Paterson invented what he called a “cleavage-sparing mastectomy” – leaving breast tissue behind to achieve a better cosmetic effect – and performed it on many of his patients.
By doing so, he left them in great danger of developing secondary cancer, jurors heard during the trial.
Linda Millband, from Thompsons Solicitors, said: “There are an enormous number of people who have suffered through having the incorrect diagnosis and have had totally erroneous treatment, and there are others who have been over-treated…
“Our case is not only against Mr Paterson, it is also against Spire Hospitals and the Heart of England Foundation Trust – and our allegations are that neither of the hospital authorities took the necessary steps to protect our victims and clients.”
‘Life sentence of anxiety’
An independent report in 2013, by lawyer Sir Ian Kennedy, found concerns about Paterson dated back to 2003 but were not dealt with for four years.
Sir Ian told BBC Radio 4’s Today programme: “This is an unalloyed tragedy, but there are wider implications – how was it for so long, in the National Health Service, that Mr Paterson was allowed to get away with what he was doing?”
He said lessons “must be learned”, adding: “The NHS is fine, but there continue to be dark corners, such as the one we’re exposed to now, where things continue to go wrong.”
He said “a number” of issues need to be looked at, including “the quality of leadership” and “the amount of information which comes out from what people are doing and reaches the board”.
Sir Ian said that while there had been colleagues of Paterson who tried to bring the matter to managers’ attention, there also had to be “a system of confidence and good management of people so they know where to go and feel confident they can do so”.
He stressed that “the welfare and care of patients” was paramount, rather than budgets or “keeping x or y happy”, adding: “The women were central, and that was lost sight of.”
“There are things going wrong in the National Health Service, all the time,” said Sir Ian, though he pointed out this was not unusual for such a large organisation.
“What we have to concentrate upon is stopping them, finding out early and so on. These women have been given a life sentence of anxiety.”
- In 1996, Paterson was suspended by a previous employer, but two years later he was appointed to the Heart of England NHS Trust
- In 2004, an internal report on his conduct made recommendations that were not acted upon, and he continued to operate until mid-2011, the Kennedy report said.
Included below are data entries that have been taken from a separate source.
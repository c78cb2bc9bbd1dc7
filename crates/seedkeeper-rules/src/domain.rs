//! Tracker URL to bare-domain extraction, shared by rule selection and the
//! `Tracker` condition field.

/// Extract the host portion of a tracker announce URL, lowercased, with
/// any userinfo/port stripped. Empty input yields an empty list (no
/// domain to match against).
pub(crate) fn tracker_domains(tracker: &str) -> Vec<String> {
    if tracker.is_empty() {
        return Vec::new();
    }
    let without_scheme = tracker
        .trim_start_matches("https://")
        .trim_start_matches("http://")
        .trim_start_matches("udp://");
    let host = without_scheme.split('/').next().unwrap_or(without_scheme);
    let host = host.rsplit_once('@').map_or(host, |(_, rest)| rest);
    let host = host.split(':').next().unwrap_or(host);
    if host.is_empty() {
        Vec::new()
    } else {
        vec![host.to_ascii_lowercase()]
    }
}
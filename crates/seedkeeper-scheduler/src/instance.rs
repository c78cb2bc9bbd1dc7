//! Per-instance background worker: a periodic scan loop that races its
//! own sleep against an out-of-band command channel, so an apply-now
//! request never waits for the next tick and a config update takes
//! effect on the very next iteration without a restart.

use std::sync::Arc;

use tokio::sync::{mpsc, oneshot, RwLock};
use tokio::task::JoinHandle;
use tracing::{info, warn};

use seedkeeper_config::CoreConfig;

use crate::cycle::{run_cycle, CycleDeps, CycleReport};
use crate::error::SchedulerError;

/// Out-of-band request sent to a running instance worker.
pub enum Command {
    /// Run a cycle immediately, outside the scan schedule, and report its
    /// result back to the caller.
    ApplyNow {
        /// Channel the cycle's result is sent back on.
        reply: oneshot::Sender<Result<CycleReport, SchedulerError>>,
    },
}

/// Handle to a running instance worker: the task handle plus the channel
/// used to send it commands. Dropping the sender lets the worker's
/// `select!` loop notice the channel closed and exit on its next wakeup.
pub struct InstanceWorker {
    /// Background task handle.
    pub handle: JoinHandle<()>,
    /// Command channel for out-of-band requests.
    pub commands: mpsc::Sender<Command>,
}

/// Spawn a background worker that runs one cycle for `instance` every
/// `config`'s scan interval, re-read fresh on each iteration so a config
/// update hot-swaps without restarting the worker.
#[must_use]
pub fn spawn_instance_worker(
    instance: String,
    deps: CycleDeps,
    config: Arc<RwLock<CoreConfig>>,
) -> InstanceWorker {
    let (commands, mut rx) = mpsc::channel(8);
    let handle = tokio::spawn(async move {
        loop {
            let interval = config.read().await.scan_interval();
            tokio::select! {
                () = tokio::time::sleep(interval) => {
                    if let Err(err) = run_cycle(&deps, &instance).await {
                        warn!(instance = %instance, error = %err, "scheduled cycle failed");
                    }
                }
                command = rx.recv() => {
                    match command {
                        Some(Command::ApplyNow { reply }) => {
                            let result = run_cycle(&deps, &instance).await;
                            if reply.send(result).is_err() {
                                warn!(instance = %instance, "apply-now caller dropped before cycle completed");
                            }
                        }
                        None => {
                            info!(instance = %instance, "command channel closed, stopping worker");
                            break;
                        }
                    }
                }
            }
        }
    });
    InstanceWorker { handle, commands }
}
//! Rule processor: folds every matching rule, in order, into each
//! torrent's [`TorrentDesiredState`].

use std::collections::HashMap;

use seedkeeper_core::desired_state::{CategoryDecision, DeleteDecision, MoveDecision, TagDecision};
use seedkeeper_core::model::Torrent;
use seedkeeper_core::rule::{DeleteMode, Rule, TagMode};
use seedkeeper_core::{desired_state::Provenanced, TorrentDesiredState};

use crate::context::{ActionOutcome, CycleContext, RuleStats};
use crate::evaluator::{evaluate, references_is_unregistered};
use crate::selection::{rule_matches_torrent, sort_rules, sort_torrents};

/// Process one cycle: select and fold matching rules into a desired-state
/// record per torrent, in deterministic torrent and rule order.
///
/// Returns the accumulated desired states (entries exist only for
/// torrents that matched at least one rule with at least one effective
/// action) and the per-rule outcome counters.
pub fn process_cycle(
    torrents: &[Torrent],
    rules: &[Rule],
    ctx: &mut CycleContext<'_>,
) -> (HashMap<String, TorrentDesiredState>, RuleStats) {
    let mut sorted_rules = rules.to_vec();
    sort_rules(&mut sorted_rules);

    let mut sorted_torrents = torrents.to_vec();
    sort_torrents(&mut sorted_torrents);

    let torrents_by_hash: HashMap<&str, &Torrent> =
        torrents.iter().map(|t| (t.hash.as_str(), t)).collect();

    let mut states: HashMap<String, TorrentDesiredState> = HashMap::new();
    let mut stats = RuleStats::default();

    for torrent in &sorted_torrents {
        let mut state = states.remove(&torrent.hash).unwrap_or_default();
        for rule in &sorted_rules {
            if state.has_delete_triggered() {
                break;
            }
            if !rule_matches_torrent(rule, torrent) {
                continue;
            }
            fold_rule(rule, torrent, &torrents_by_hash, ctx, &mut state, &mut stats);
        }
        if state != TorrentDesiredState::default() {
            states.insert(torrent.hash.clone(), state);
        }
    }

    (states, stats)
}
He was eventually excluded by the trust and 642 patients were recalled
- In 2012 he was suspended by the regulator the General Medical Council
He said it was important to “stand up to charismatic, powerful, apparently good-performing professionals”.
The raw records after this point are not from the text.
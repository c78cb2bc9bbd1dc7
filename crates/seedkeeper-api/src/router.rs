//! Router construction and server host for the API.

use std::net::SocketAddr;
use std::sync::Arc;
use std::time::Duration;

use anyhow::Result;
use axum::http::{HeaderName, Request};
use axum::routing::{get, post};
use axum::Router;
use tokio::net::TcpListener;
use tower::ServiceBuilder;
use tower_http::request_id::{MakeRequestUuid, PropagateRequestIdLayer, SetRequestIdLayer};
use tower_http::trace::TraceLayer;
use tracing::Span;

use crate::handlers::{apply_now, get_activity_run, health, invalidate_hardlink_index, metrics, preview_rule_route};
use crate::state::ApiState;

const REQUEST_ID_HEADER: &str = "x-request-id";

/// Axum router wrapper that hosts the inbound consumer API.
pub struct ApiServer {
    router: Router,
}

impl ApiServer {
    /// Construct the server from its shared state.
    #[must_use]
    pub fn new(state: Arc<ApiState>) -> Self {
        let header = HeaderName::from_static(REQUEST_ID_HEADER);

        let trace_layer = TraceLayer::new_for_http()
            .make_span_with(move |request: &Request<_>| {
                let request_id = request
                    .headers()
                    .get(&header)
                    .and_then(|value| value.to_str().ok())
                    .unwrap_or("")
                    .to_string();
                tracing::info_span!(
                    "http.request",
                    method = %request.method(),
                    route = %request.uri().path(),
                    request_id = %request_id,
                    status_code = tracing::field::Empty,
                    latency_ms = tracing::field::Empty
                )
            })
            .on_response(|response: &axum::response::Response, latency: Duration, span: &Span| {
                span.record("status_code", response.status().as_u16());
                span.record("latency_ms", u64::try_from(latency.as_millis()).unwrap_or(u64::MAX));
            });

        let layered = ServiceBuilder::new()
            .layer(SetRequestIdLayer::new(HeaderName::from_static(REQUEST_ID_HEADER), MakeRequestUuid))
            .layer(trace_layer)
            .layer(PropagateRequestIdLayer::new(HeaderName::from_static(REQUEST_ID_HEADER)));

        let router = Self::routes().route_layer(layered).with_state(state);

        Self { router }
    }

    fn routes() -> Router<Arc<ApiState>> {
        Router::new()
            .route("/health", get(health))
            .route("/metrics", get(metrics))
            .route("/instances/{instance}/apply-now", post(apply_now))
            .route("/instances/{instance}/rules/preview", post(preview_rule_route))
            .route("/instances/{instance}/activity/{activity_id}", get(get_activity_run))
            .route(
                "/instances/{instance}/hardlink-index/invalidate",
                post(invalidate_hardlink_index),
            )
    }

    /// Serve the API on `addr` until the process is terminated.
    ///
    /// # Errors
    ///
    /// Returns an error if the listener fails to bind or the server terminates unexpectedly.
    pub async fn serve(self, addr: SocketAddr) -> Result<()> {
        tracing::info!(%addr, "starting seedkeeper-api");
        let listener = TcpListener::bind(addr).await?;
        axum::serve(listener, self.router.into_make_service()).await?;
        Ok(())
    }

    #[cfg(test)]
    pub(crate) const fn router(&self) -> &Router {
        &self.router
    }
}

#[cfg(test)]
mod tests {
    use axum::body::Body;
    use axum::http::Request as HttpRequest;
    use seedkeeper_scheduler::SchedulerRegistry;
    use seedkeeper_store::ActivityRunStore;
    use tower::util::ServiceExt;

    use super::*;

    fn state() -> Arc<ApiState> {
        Arc::new(ApiState::new(
            Arc::new(SchedulerRegistry::new()),
            Arc::new(ActivityRunStore::default()),
            seedkeeper_telemetry::Metrics::new().expect("metrics"),
        ))
    }

    #[tokio::test]
    async fn health_route_returns_ok() {
        let server = ApiServer::new(state());
        let response = server
            .router()
            .clone()
            .oneshot(HttpRequest::builder().uri("/health").body(Body::empty()).unwrap())
            .await
            .unwrap();
        assert_eq!(response.status(), axum::http::StatusCode::OK);
    }

    #[tokio::test]
    async fn apply_now_for_unknown_instance_is_service_unavailable() {
        let server = ApiServer::new(state());
        let response = server
            .router()
            .clone()
            .oneshot(
                HttpRequest::builder()
                    .method("POST")
                    .uri("/instances/missing/apply-now")
                    .body(Body::empty())
                    .unwrap(),
            )
            .await
            .unwrap();
        assert_eq!(response.status(), axum::http::StatusCode::SERVICE_UNAVAILABLE);
    }
}
//! The per-torrent, per-cycle accumulation of actions from all matching
//! rules, before diffing against the observed state.

use std::collections::HashMap;

use serde::{Deserialize, Serialize};

use crate::rule::DeleteMode;

/// A value paired with the rule that set it, for activity reporting.
#[derive(Debug, Clone, PartialEq, Serialize, Deserialize)]
pub struct Provenanced<T> {
    /// The decided value.
    pub value: T,
    /// Id of the rule that set this value.
    pub rule_id: String,
    /// Name of the rule that set this value, for display purposes.
    pub rule_name: String,
}

impl<T> Provenanced<T> {
    /// Wrap `value` with its originating rule.
    pub fn new(value: T, rule_id: impl Into<String>, rule_name: impl Into<String>) -> Self {
        Self {
            value,
            rule_id: rule_id.into(),
            rule_name: rule_name.into(),
        }
    }
}

/// Accumulated desired state for one torrent, built up by folding every
/// matching rule in sort order. Created on the first matching rule,
/// mutated until a delete triggers, consumed by the applier, and
/// discarded at the end of the cycle.
#[derive(Debug, Clone, Default, PartialEq, Serialize, Deserialize)]
pub struct TorrentDesiredState {
    /// Upload speed cap in KiB/s, last-rule-wins.
    pub upload_limit_kib: Option<Provenanced<u64>>,
    /// Download speed cap in KiB/s, last-rule-wins.
    pub download_limit_kib: Option<Provenanced<u64>>,
    /// Ratio limit, last-rule-wins.
    pub ratio_limit: Option<Provenanced<f64>>,
    /// Seeding-time limit in minutes, last-rule-wins.
    pub seeding_minutes_limit: Option<Provenanced<i64>>,
    /// Pending pause, OR-accumulated and mutually exclusive with resume.
    pub should_pause: Option<Provenanced<()>>,
    /// Pending resume, OR-accumulated and mutually exclusive with pause.
    pub should_resume: Option<Provenanced<()>>,
    /// Pending recheck, OR-accumulated.
    pub should_recheck: Option<Provenanced<()>>,
    /// Pending reannounce, OR-accumulated.
    pub should_reannounce: Option<Provenanced<()>>,
    /// Category change, last-rule-wins.
    pub category: Option<Provenanced<CategoryDecision>>,
    /// Per-tag add/remove decisions, last-rule-per-tag-wins.
    pub tags: HashMap<String, Provenanced<TagDecision>>,
    /// Delete decision, first-rule-wins; halts further rule processing
    /// for this torrent once set.
    pub delete: Option<Provenanced<DeleteDecision>>,
    /// Move decision, first-rule-wins.
    pub mv: Option<Provenanced<MoveDecision>>,
    /// External-program execution, last-rule-wins.
    pub external_program_id: Option<Provenanced<String>>,
}

impl TorrentDesiredState {
    /// Whether a delete has already been decided for this torrent,
    /// meaning further rules must not be processed.
    #[must_use]
    pub const fn has_delete_triggered(&self) -> bool {
        self.delete.is_some()
    }

    /// Apply `should_pause`, clearing any previously pending resume.
    pub fn set_pause(&mut self, rule_id: impl Into<String>, rule_name: impl Into<String>) {
        self.should_resume = None;
        self.should_pause = Some(Provenanced::new((), rule_id, rule_name));
    }

    /// Apply `should_resume`, clearing any previously pending pause.
    pub fn set_resume(&mut self, rule_id: impl Into<String>, rule_name: impl Into<String>) {
        self.should_pause = None;
        self.should_resume = Some(Provenanced::new((), rule_id, rule_name));
    }
}

/// Decided category change.
#[derive(Debug, Clone, PartialEq, Serialize, Deserialize)]
pub struct CategoryDecision {
    /// Category to assign.
    pub category: String,
    /// Group id to propagate the change across, if any.
    pub group_id: Option<String>,
}

/// Decided tag mutation.
#[derive(Debug, Clone, Copy, PartialEq, Eq, Serialize, Deserialize)]
pub enum TagDecision {
    /// The tag should be present after this cycle.
    Add,
    /// The tag should be absent after this cycle.
    Remove,
}

/// Decided delete.
#[derive(Debug, Clone, PartialEq, Serialize, Deserialize)]
pub struct DeleteDecision {
    /// How files and cross-seed peers are affected.
    pub mode: DeleteMode,
    /// Also delete torrents sharing a hardlink signature with this one.
    pub include_hardlinks: bool,
    /// Group id used to resolve cross-seed/hardlink peers to include.
    pub group_id: Option<String>,
    /// Report the propagated delete as one atomic activity item.
    pub atomic: bool,
    /// Free-text reason recorded on the activity entry.
    pub reason: Option<String>,
}

/// Decided move.
#[derive(Debug, Clone, PartialEq, Serialize, Deserialize)]
pub struct MoveDecision {
    /// Resolved destination path (template already substituted).
    pub destination: String,
    /// Group id used to propagate the move to peers.
    pub group_id: Option<String>,
    /// Report the propagated move as one atomic activity item.
    pub atomic: bool,
}

#[cfg(test)]
mod tests {
    use super::*;

    #[test]
    fn pause_and_resume_are_mutually_exclusive() {
        let mut state = TorrentDesiredState::default();
        state.set_pause("r1", "Pause rule");
        assert!(state.should_pause.is_some());
        state.set_resume("r2", "Resume rule");
        assert!(state.should_pause.is_none());
        assert!(state.should_resume.is_some());
    }

    #[test]
    fn delete_trigger_flag_reflects_delete_presence() {
        let mut state = TorrentDesiredState::default();
        assert!(!state.has_delete_triggered());
        state.delete = Some(Provenanced::new(
            DeleteDecision {
                mode: DeleteMode::DeleteWithFiles,
                include_hardlinks: false,
                group_id: None,
                atomic: false,
                reason: None,
            },
            "r1",
            "Delete rule",
        ));
        assert!(state.has_delete_triggered());
    }
}
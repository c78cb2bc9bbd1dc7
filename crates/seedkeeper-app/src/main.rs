#![forbid(unsafe_code)]
#![deny(
    warnings,
    dead_code,
    unused,
    unused_imports,
    unused_must_use,
    unreachable_pub,
    clippy::all,
    clippy::pedantic,
    clippy::cargo,
    clippy::nursery,
    rustdoc::broken_intra_doc_links,
    rustdoc::bare_urls
)]
#![allow(clippy::module_name_repetitions, clippy::multiple_crate_versions)]

//! `seedkeeperd`: the process binary. Wires configuration, telemetry and
//! the HTTP surface together and serves until terminated.

mod bootstrap;
mod error;

#[tokio::main]
async fn main() -> anyhow::Result<()> {
    if let Err(err) = bootstrap::run_app().await {
        eprintln!("seedkeeperd failed: {err}");
        std::process::exit(1);
    }
    Ok(())
}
“Lots of people in the National Health Service do the easy job – they work around them. ‘Oh yes, he’s difficult, we’ll try another route’.
“That doesn’t speak to the interests of patients.”
In total, Paterson operated on 4,424 people, although he treated thousands more privately.
Emma Doughty, clinical negligence solicitor for Slater and Gordon, said the true number of Paterson’s victims was hard to gauge.
“Although we have seen hundreds of claimants, God knows how many this actually affects,” she said.
“There are hundreds if not thousands of claimants (between various law firms) and then we have got to think about people who haven’t come forward, people who have died and so on.
“It’s on a huge scale.”
Spire Healthcare, which runs the hospitals at Little Aston and Parkway, said: “What Mr Paterson did in our hospitals, in other private hospitals and in the NHS, absolutely should not have happened and today justice has been done.
“We would like to reiterate how truly sorry we are for the distress experienced by any patients affected by this case.”
Heart of England NHS Trust said: “We welcome the verdict and appreciate the distress caused to Ian Paterson’s patients and families.”